Newman College, Melbourne

The following talk was given by Sister Angela LSP during a forum on the topic of
​ “Dying: the Inevitable, and choices….Are we ready?"

‘How great is your name, O Lord my God, through all the earth’
When I see the heavens, the work of your hands,
The moon and stars which you arranged,
What is man that you should keep him in mind?
Mortal man that you care for him?
Yet you have made him little less than a god” (Ps.8)

Dying:  Choices: Are we ready?
As Little Sisters of the Poor, our readiness to face the possibility of legislated Assisted Dying, consists in bearing witness to respect for the life of every person, made in the image and likeness of God, and in supporting those who carry a burden which is seemingly too heavy and which could lead to the thought that it is ‘better to finish it all’.
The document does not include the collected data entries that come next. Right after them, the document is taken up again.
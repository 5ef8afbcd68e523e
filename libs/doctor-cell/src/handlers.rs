use std::sync::Arc;

use axum::{
    extract::{Extension, Path, Query, State},
    Json,
};
use axum_extra::TypedHeader;
use headers::{authorization::Bearer, Authorization};
use serde_json::{json, Value};
use uuid::Uuid;

use shared_config::AppConfig;
use shared_models::auth::AuthUser;
use shared_models::error::AppError;

use crate::models::{DirectorySearchQuery, DoctorError, SetAvailabilityRequest};
use crate::services::doctor::DoctorService;

fn map_doctor_error(e: DoctorError) -> AppError {
    match e {
        DoctorError::NotFound => AppError::NotFound("Doctor not found".to_string()),
        DoctorError::InvalidSchedule(err) => AppError::BadRequest(err.to_string()),
        DoctorError::Unauthorized => {
            AppError::Unauthorized("Not authorized to modify this doctor profile".to_string())
        }
        DoctorError::Database(msg) => AppError::Database(msg),
    }
}

/// Public doctor directory search used by the booking flow.
#[axum::debug_handler]
pub async fn search_doctors(
    State(state): State<Arc<AppConfig>>,
    Query(query): Query<DirectorySearchQuery>,
) -> Result<Json<Value>, AppError> {
    let service = DoctorService::new(&state);

    let doctors = service
        .search_doctors(&query.q, &state.supabase_anon_key)
        .await
        .map_err(map_doctor_error)?;

    Ok(Json(json!({
        "doctors": doctors,
        "count": doctors.len()
    })))
}

#[axum::debug_handler]
pub async fn get_doctor(
    State(state): State<Arc<AppConfig>>,
    Path(doctor_id): Path<Uuid>,
) -> Result<Json<Value>, AppError> {
    let service = DoctorService::new(&state);

    let doctor = service
        .get_doctor(doctor_id, &state.supabase_anon_key)
        .await
        .map_err(map_doctor_error)?;

    Ok(Json(json!({ "doctor": doctor })))
}

/// Replace a doctor's availability rule string. Owning doctor or admin.
#[axum::debug_handler]
pub async fn set_availability(
    State(state): State<Arc<AppConfig>>,
    Path(doctor_id): Path<Uuid>,
    TypedHeader(auth): TypedHeader<Authorization<Bearer>>,
    Extension(user): Extension<AuthUser>,
    Json(request): Json<SetAvailabilityRequest>,
) -> Result<Json<Value>, AppError> {
    let service = DoctorService::new(&state);

    let doctor = service
        .set_availability(&user, doctor_id, &request.availability, auth.token())
        .await
        .map_err(map_doctor_error)?;

    Ok(Json(json!({
        "success": true,
        "doctor": doctor,
        "message": "Availability updated"
    })))
}

/// Admin roster management: removing a doctor deletes the owning account
/// and cascades through the profile and its appointments.
#[axum::debug_handler]
pub async fn delete_doctor(
    State(state): State<Arc<AppConfig>>,
    Path(doctor_id): Path<Uuid>,
    TypedHeader(auth): TypedHeader<Authorization<Bearer>>,
    Extension(user): Extension<AuthUser>,
) -> Result<Json<Value>, AppError> {
    if !user.is_admin() {
        return Err(AppError::Unauthorized(
            "Only admin can manage the doctor roster".to_string(),
        ));
    }

    let service = DoctorService::new(&state);
    service
        .delete_doctor(doctor_id, auth.token())
        .await
        .map_err(map_doctor_error)?;

    Ok(Json(json!({
        "success": true,
        "message": "Doctor removed"
    })))
}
Accompanying the person who is dying, is an integral part of the mission of the Little Sisters of the Poor. It is the summit of our apostolate, which consists in providing a Home for the elderly poor.
We are committed to giving skilled quality care to the elderly. In our Homes where the person is accompanied, we rarely hear a request to end it all. One will sometimes hear: ‘I am afraid of dying in pain’. With skilled palliative care and modern drugs, pain can be controlled and comfort given.
Each member of staff has a role to play and great collaboration is needed within the team so as to ensure that together we work to provide the greatest comfort for the Resident and every help and support for their loved ones.
We value our tradition of providing a constant, prayerful presence to those who have entered the dying process and we invite all those who collaborate with us  – our Chaplain, staff, Associates, volunteers, families of the residents - to participate in this most sacred moment of a person’s life.
St. John Paul 11 once wrote, “… the temptation to give up in utter desperation, is above all a request for companionship, sympathy and support in the time of trial. It is a plea for help to keep on hoping when all human hopes fail” (E.V. no.67)
Even though our Foundress did not mention the term ‘palliative care’, she had its spirit and intuition. She used all the means available to her to bring comfort and pain relief and she surrounded the elderly with thoughtful attentions, visiting them and increasing contact with their families. Following in her footsteps, the Little Sisters have done this for more than 150 years.

​The serenity of old age, in our experience, increases by having the security of being loved and cared for until death. Old age then becomes like a beautiful sunset, a life slowly ebbing towards eternity.

The well-known phrase of Dame Cicely Saunders –‘You matter until the last moment of your life and we will do all that we can, not only to help you die peacefully, but to help you live until you die.’ Is important.  We strive to  provide the means where residents can live and not just exist. Life is more than providing a roof above one’s head and something to eat.
The room of the dying person becomes a sacred space. The door is open and staff and Residents are welcome to visit the dying person and encouraged to speak to them. There is great attention to detail, respecting the wishes and the tastes of the dying person. Flowers, family photos, music, religious symbols if desired, all have their place. In this way, dying takes on its true dignity. This atmosphere of peace and openness removes any fear that other Residents may have when they know that someone will always be with them and that they will be made comfortable.
As Little Sisters, we sometimes witness the extraordinary things that happen at the bedside of our dying Residents – striking acts of faith, graces of personal conversion and family reconciliation and exceptional gestures of empathy on the part of the staff.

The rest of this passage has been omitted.